#### Entries shown ####

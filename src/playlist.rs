//! Per-folder playlist ordering, persisted as YAML inside the folder
//!
//! Tracks named by the playlist file come first, in file order; audio files
//! not named by it follow in case-insensitive name order. Entries for files
//! that no longer exist are dropped on every rebuild, so the file heals
//! itself as the folder changes.

use crate::error::{MediaError, Result};
use crate::library::{decode_path, encode_path, is_audio_file};
use crate::models::{PlaylistTrack, PlaylistTrackUpdate};
use serde::{Deserialize, Serialize};
use std::collections::HashSet;
use std::path::{Path, PathBuf};
use tracing::{debug, warn};

/// Name of the playlist file stored inside each ordered folder
pub const PLAYLIST_FILENAME: &str = ".tunebox-playlist.yaml";

/// On-disk playlist schema
#[derive(Debug, Clone, Serialize, Deserialize)]
pub struct PlaylistFile {
    pub version: u32,
    #[serde(default)]
    pub tracks: Vec<PlaylistFileEntry>,
}

#[derive(Debug, Clone, Serialize, Deserialize)]
pub struct PlaylistFileEntry {
    pub filename: String,
    #[serde(default)]
    pub skip: bool,
}

/// Path of the playlist file for a folder
pub fn playlist_path(folder: &Path) -> PathBuf {
    folder.join(PLAYLIST_FILENAME)
}

/// Load the playlist file for a folder if present and parsable
pub fn load_playlist_file(folder: &Path) -> Option<PlaylistFile> {
    let path = playlist_path(folder);
    let raw = std::fs::read_to_string(&path).ok()?;

    match serde_yaml::from_str(&raw) {
        Ok(parsed) => Some(parsed),
        Err(e) => {
            warn!("Ignoring unparsable playlist {:?}: {}", path, e);
            None
        }
    }
}

/// Persist a playlist file for a folder
pub fn save_playlist_file(folder: &Path, playlist: &PlaylistFile) -> Result<()> {
    let path = playlist_path(folder);
    let raw = serde_yaml::to_string(playlist)
        .map_err(|e| MediaError::PlaylistError(format!("Failed to serialize playlist: {}", e)))?;

    std::fs::write(&path, raw).map_err(|e| {
        MediaError::PlaylistError(format!("Failed to write {:?}: {}", path, e))
    })
}

/// Audio filenames in a folder, sorted case-insensitively
fn audio_files_in_folder(folder: &Path, allowed: &HashSet<String>) -> Vec<String> {
    let entries = match std::fs::read_dir(folder) {
        Ok(entries) => entries,
        Err(_) => return Vec::new(),
    };

    let mut files: Vec<String> = entries
        .flatten()
        .filter(|e| e.path().is_file())
        .map(|e| e.file_name().to_string_lossy().into_owned())
        .filter(|name| is_audio_file(name, allowed))
        .collect();

    files.sort_by_key(|name| name.to_lowercase());
    files
}

fn track_for(relative: &str, filename: &str, skip: bool) -> PlaylistTrack {
    let rel_file = if relative.is_empty() {
        filename.to_string()
    } else {
        format!("{}/{}", decode_path(relative), filename)
    };

    PlaylistTrack {
        filename: filename.to_string(),
        path: encode_path(&rel_file),
        skip,
        duration: None,
    }
}

/// Build the ordered playlist for a folder
pub fn build_playlist(
    base: &Path,
    relative: &str,
    allowed: &HashSet<String>,
) -> Vec<PlaylistTrack> {
    let folder = if relative.is_empty() {
        base.to_path_buf()
    } else {
        base.join(decode_path(relative))
    };

    let all_files: HashSet<String> = audio_files_in_folder(&folder, allowed).into_iter().collect();
    if all_files.is_empty() {
        return Vec::new();
    }

    let mut tracks = Vec::new();
    let mut seen: HashSet<String> = HashSet::new();

    if let Some(playlist) = load_playlist_file(&folder) {
        for entry in playlist.tracks {
            if !all_files.contains(&entry.filename) {
                debug!("Dropping vanished playlist entry {}", entry.filename);
                continue;
            }
            if !seen.insert(entry.filename.clone()) {
                continue;
            }
            tracks.push(track_for(relative, &entry.filename, entry.skip));
        }
    }

    let mut remaining: Vec<&String> = all_files.iter().filter(|f| !seen.contains(*f)).collect();
    remaining.sort_by_key(|name| name.to_lowercase());
    for filename in remaining {
        tracks.push(track_for(relative, filename, false));
    }

    tracks
}

/// Rewrite a folder's playlist order and skip flags
///
/// Updates naming files that do not exist in the folder are discarded.
/// Returns the rebuilt playlist, or `None` if the folder is missing; a
/// failed write is a caller-visible error.
pub fn update_playlist(
    base: &Path,
    relative: &str,
    updates: &[PlaylistTrackUpdate],
    allowed: &HashSet<String>,
) -> Result<Option<Vec<PlaylistTrack>>> {
    let folder = if relative.is_empty() {
        base.to_path_buf()
    } else {
        base.join(decode_path(relative))
    };

    if !folder.is_dir() {
        return Ok(None);
    }

    let all_files: HashSet<String> = audio_files_in_folder(&folder, allowed).into_iter().collect();

    let playlist = PlaylistFile {
        version: 1,
        tracks: updates
            .iter()
            .filter(|u| all_files.contains(&u.filename))
            .map(|u| PlaylistFileEntry {
                filename: u.filename.clone(),
                skip: u.skip,
            })
            .collect(),
    };

    save_playlist_file(&folder, &playlist)?;

    Ok(Some(build_playlist(base, relative, allowed)))
}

####

Required work
Where the word "ordered" appears in a line of the listing, that line is counted once; give the total alone.

Solved exercise
2